What you need to do:
Scan the entries that follow for the word "them", then report every line in which it appears.

Stored data:
↓
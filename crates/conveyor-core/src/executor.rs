//! Task execution: port + simulated retry executor.

use std::time::Duration;

use async_trait::async_trait;
use rand::Rng;
use tokio::time::sleep;
use tracing::debug;

use crate::task::Task;

/// Executes one task to completion. `true` means success.
///
/// This is the seam where real task logic replaces the simulation. The
/// contract an implementation must honor: at most `task.max_retries`
/// attempts, non-decreasing backoff between failed attempts, and it always
/// returns within `max_retries` bounded pauses. State recording is the
/// caller's responsibility; implementations have no side effects on shared
/// state.
#[async_trait]
pub trait TaskExecutor: Send + Sync {
    async fn execute(&self, task: &Task) -> bool;
}

/// Stand-in executor: pauses for a random work duration per attempt and
/// fails with a fixed probability, retrying with exponential backoff plus
/// jitter until success or `task.max_retries` attempts are exhausted.
#[derive(Debug, Clone)]
pub struct SimulatedExecutor {
    /// Lower bound of the simulated unit-of-work latency.
    pub work_min: Duration,

    /// Upper bound (inclusive) of the simulated unit-of-work latency.
    pub work_max: Duration,

    /// Probability in `[0, 1]` that a single attempt fails.
    pub failure_probability: f64,

    /// Base delay for backoff; also bounds the jitter.
    pub base_delay: Duration,
}

impl Default for SimulatedExecutor {
    fn default() -> Self {
        Self {
            work_min: Duration::from_millis(100),
            work_max: Duration::from_millis(500),
            failure_probability: 0.2,
            base_delay: Duration::from_millis(100),
        }
    }
}

impl SimulatedExecutor {
    /// Backoff before the attempt after `attempt` failures, jitter excluded:
    /// `base_delay * 2^attempt`. Pure so the non-decreasing contract can be
    /// tested without sleeping.
    fn backoff(&self, attempt: u32) -> Duration {
        self.base_delay
            .saturating_mul(2u32.saturating_pow(attempt))
    }

    fn random_work(&self) -> Duration {
        let min = self.work_min.as_millis() as u64;
        let max = self.work_max.as_millis() as u64;
        Duration::from_millis(rand::thread_rng().gen_range(min..=max))
    }

    fn random_jitter(&self) -> Duration {
        let bound = self.base_delay.as_millis() as u64;
        if bound == 0 {
            return Duration::ZERO;
        }
        Duration::from_millis(rand::thread_rng().gen_range(0..bound))
    }
}

#[async_trait]
impl TaskExecutor for SimulatedExecutor {
    async fn execute(&self, task: &Task) -> bool {
        for attempt in 1..=task.max_retries {
            sleep(self.random_work()).await;

            if !rand::thread_rng().gen_bool(self.failure_probability) {
                return true;
            }

            debug!(task_id = %task.id, attempt, max_retries = task.max_retries, "attempt failed");
            if attempt < task.max_retries {
                sleep(self.backoff(attempt) + self.random_jitter()).await;
            }
        }
        false
    }
}
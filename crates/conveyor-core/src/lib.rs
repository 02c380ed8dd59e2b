//! conveyor-core
//!
//! Core building blocks for the conveyor task processor.
//!
//! - **task**: domain types (`Task`, `TaskState`)
//! - **error**: error taxonomy for the public operations
//! - **store**: state store port + in-memory implementation
//! - **queue**: bounded intake queue with close-on-shutdown
//! - **executor**: task execution port + simulated retry executor
//! - **pool**: fixed pool of workers draining the queue
//! - **service**: submission/query surface and shutdown coordination
//! - **config**: construction-time configuration

pub mod config;
pub mod error;
pub mod executor;
pub mod pool;
pub mod queue;
pub mod service;
pub mod store;
pub mod task;

pub use config::CoreConfig;
pub use error::TaskError;
pub use executor::{SimulatedExecutor, TaskExecutor};
pub use service::TaskService;
pub use store::{InMemoryStateStore, StateStore};
pub use task::{Task, TaskState};
//! Error taxonomy for the public operations.

use thiserror::Error;

/// Errors surfaced by the two public operations of [`crate::TaskService`].
///
/// State store write failures are deliberately absent: they are logged and
/// swallowed on the submit and worker paths, because the store is an
/// observability artifact, not the source of truth for whether a task ran.
#[derive(Debug, Error, PartialEq, Eq)]
pub enum TaskError {
    /// Bad input, returned synchronously before any mutation.
    #[error("validation: {0}")]
    Validation(String),

    /// State query for an id that was never submitted.
    #[error("task not found")]
    NotFound,

    /// Submission attempted after shutdown began. Fails immediately, never
    /// blocks.
    #[error("queue is closed due to shutdown")]
    QueueClosed,

    /// The caller's context ended before the operation completed. Caller
    /// cancellation here is normally future-drop; the variant exists so
    /// adapters and alternative backends can surface it as a value.
    #[error("operation cancelled")]
    Cancelled,
}
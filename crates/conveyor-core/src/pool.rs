//! Fixed pool of workers draining the intake queue.

use std::sync::Arc;

use tokio::task::JoinHandle;
use tracing::{debug, warn};

use crate::executor::TaskExecutor;
use crate::queue::IntakeQueue;
use crate::store::StateStore;
use crate::task::TaskState;

/// Handle over `n` concurrently running worker loops.
///
/// Each worker pulls from the shared queue, so every task is processed by
/// exactly one of them. Workers exit when the queue reports
/// closed-and-drained; `join` therefore doubles as the drain barrier: it
/// returns only after every accepted task has reached a terminal state.
pub struct WorkerPool {
    joins: Vec<JoinHandle<()>>,
}

impl WorkerPool {
    /// Spawn `n` workers.
    pub fn spawn(
        n: usize,
        queue: Arc<IntakeQueue>,
        store: Arc<dyn StateStore>,
        executor: Arc<dyn TaskExecutor>,
    ) -> Self {
        let mut joins = Vec::with_capacity(n);
        for worker_id in 0..n {
            let queue = Arc::clone(&queue);
            let store = Arc::clone(&store);
            let executor = Arc::clone(&executor);
            joins.push(tokio::spawn(async move {
                worker_loop(worker_id, queue, store, executor).await;
            }));
        }
        Self { joins }
    }

    /// Wait for every worker to finish. Only meaningful after the queue has
    /// been closed; blocks until all buffered and in-flight tasks are
    /// terminal.
    pub async fn join(self) {
        for join in self.joins {
            let _ = join.await;
        }
    }
}

async fn worker_loop(
    worker_id: usize,
    queue: Arc<IntakeQueue>,
    store: Arc<dyn StateStore>,
    executor: Arc<dyn TaskExecutor>,
) {
    while let Some(task) = queue.take().await {
        // Once dequeued, the task runs to completion; shutdown only stops
        // the intake side. State writes are best-effort: the store is
        // advisory to observers, not authoritative for control flow.
        if let Err(e) = store.set(&task.id, TaskState::Running).await {
            warn!(worker_id, task_id = %task.id, error = %e, "failed to set task state");
        }

        let done = executor.execute(&task).await;

        let state = if done { TaskState::Done } else { TaskState::Failed };
        debug!(worker_id, task_id = %task.id, %state, "task finished");
        if let Err(e) = store.set(&task.id, state).await {
            warn!(worker_id, task_id = %task.id, error = %e, "failed to set task state");
        }
    }
    debug!(worker_id, "worker stopped");
}

#[cfg(test)]
mod tests {
    use std::time::Duration;

    use async_trait::async_trait;
    use tokio::time::timeout;

    use super::*;
    use crate::store::InMemoryStateStore;
    use crate::task::Task;

    struct FixedOutcome(bool);

    #[async_trait]
    impl TaskExecutor for FixedOutcome {
        async fn execute(&self, _task: &Task) -> bool {
            self.0
        }
    }

    fn task(id: &str) -> Task {
        Task {
            id: id.to_string(),
            payload: String::new(),
            max_retries: 1,
        }
    }

    #[tokio::test]
    async fn workers_drain_queue_and_record_terminal_states() {
        let queue = Arc::new(IntakeQueue::new(4));
        let store = Arc::new(InMemoryStateStore::new());
        let pool = WorkerPool::spawn(
            2,
            Arc::clone(&queue),
            store.clone() as Arc<dyn StateStore>,
            Arc::new(FixedOutcome(true)),
        );

        for id in ["t1", "t2", "t3", "t4"] {
            queue.submit(task(id)).await.unwrap();
        }
        queue.close();
        timeout(Duration::from_secs(1), pool.join()).await.unwrap();

        for id in ["t1", "t2", "t3", "t4"] {
            assert_eq!(store.get(id).await, Some(TaskState::Done));
        }
    }

    #[tokio::test]
    async fn failed_execution_records_failed() {
        let queue = Arc::new(IntakeQueue::new(1));
        let store = Arc::new(InMemoryStateStore::new());
        let pool = WorkerPool::spawn(
            1,
            Arc::clone(&queue),
            store.clone() as Arc<dyn StateStore>,
            Arc::new(FixedOutcome(false)),
        );

        queue.submit(task("t1")).await.unwrap();
        queue.close();
        timeout(Duration::from_secs(1), pool.join()).await.unwrap();

        assert_eq!(store.get("t1").await, Some(TaskState::Failed));
    }
}
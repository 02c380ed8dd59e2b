//! Task state storage: port + in-memory implementation.

use std::collections::HashMap;
use std::sync::RwLock;

use async_trait::async_trait;
use thiserror::Error;

use crate::task::TaskState;

/// Failure writing to a state store backend.
///
/// The submit and worker paths treat this as best-effort: the error is
/// logged and processing continues.
#[derive(Debug, Error, PartialEq, Eq)]
#[error("state store write failed: {0}")]
pub struct StoreWriteError(pub String);

/// Latest-state-wins key/value store port.
///
/// Shared by the submitter (writer for `Queued`) and the worker pool
/// (writer for `Running`/`Done`/`Failed`); nothing else mutates it.
/// The in-memory implementation never fails a write; the Result is the
/// seam for backends that can.
#[async_trait]
pub trait StateStore: Send + Sync {
    /// Current state for a task, or `None` if the id was never written.
    async fn get(&self, task_id: &str) -> Option<TaskState>;

    /// Unconditional overwrite of the current state.
    async fn set(&self, task_id: &str, state: TaskState) -> Result<(), StoreWriteError>;
}

/// In-memory store guarded by a reader/writer lock: readers proceed
/// concurrently, a writer excludes everyone for the single map mutation.
///
/// The lock is never held across an await. Entries live for the process
/// lifetime; the core never deletes them.
#[derive(Debug, Default)]
pub struct InMemoryStateStore {
    tasks: RwLock<HashMap<String, TaskState>>,
}

impl InMemoryStateStore {
    pub fn new() -> Self {
        Self::default()
    }
}

#[async_trait]
impl StateStore for InMemoryStateStore {
    async fn get(&self, task_id: &str) -> Option<TaskState> {
        let tasks = self.tasks.read().unwrap_or_else(|e| e.into_inner());
        tasks.get(task_id).copied()
    }

    async fn set(&self, task_id: &str, state: TaskState) -> Result<(), StoreWriteError> {
        let mut tasks = self.tasks.write().unwrap_or_else(|e| e.into_inner());
        tasks.insert(task_id.to_string(), state);
        Ok(())
    }
}
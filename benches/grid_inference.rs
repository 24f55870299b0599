use criterion::{black_box, criterion_group, criterion_main, Criterion};
use rsa_pragmatics::{PhiGrid, PolitenessConfig, PolitenessScenario, ReferenceConfig, ReferenceScenario};

fn bench_reference(c: &mut Criterion) {
    let scenario = ReferenceScenario::forced_choice();
    let config = ReferenceConfig::flat(1.0, 0.1, 3);
    c.bench_function("reference_predictions", |b| {
        b.iter(|| scenario.predictions(black_box(&config)).unwrap())
    });
}

fn bench_polite_speaker(c: &mut Criterion) {
    let scenario = PolitenessScenario::review_game();
    let config = PolitenessConfig {
        alpha: 10.0,
        phi: 0.99,
        social_value: 1.25,
    };
    c.bench_function("politeness_speaker", |b| {
        b.iter(|| scenario.speaker(black_box(&config)).unwrap())
    });
}

fn bench_grid_listener(c: &mut Criterion) {
    let scenario = PolitenessScenario::review_game();
    let grid = PhiGrid::flat();
    c.bench_function("politeness_listener_grid", |b| {
        b.iter(|| scenario.listener(10.0, 1.25, black_box(&grid)).unwrap())
    });
}

criterion_group!(benches, bench_reference, bench_polite_speaker, bench_grid_listener);
criterion_main!(benches);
↑
Result for this exercise:
/// exactly one of them. Workers exit when the queue reports
/// lifetime; the core never deletes them.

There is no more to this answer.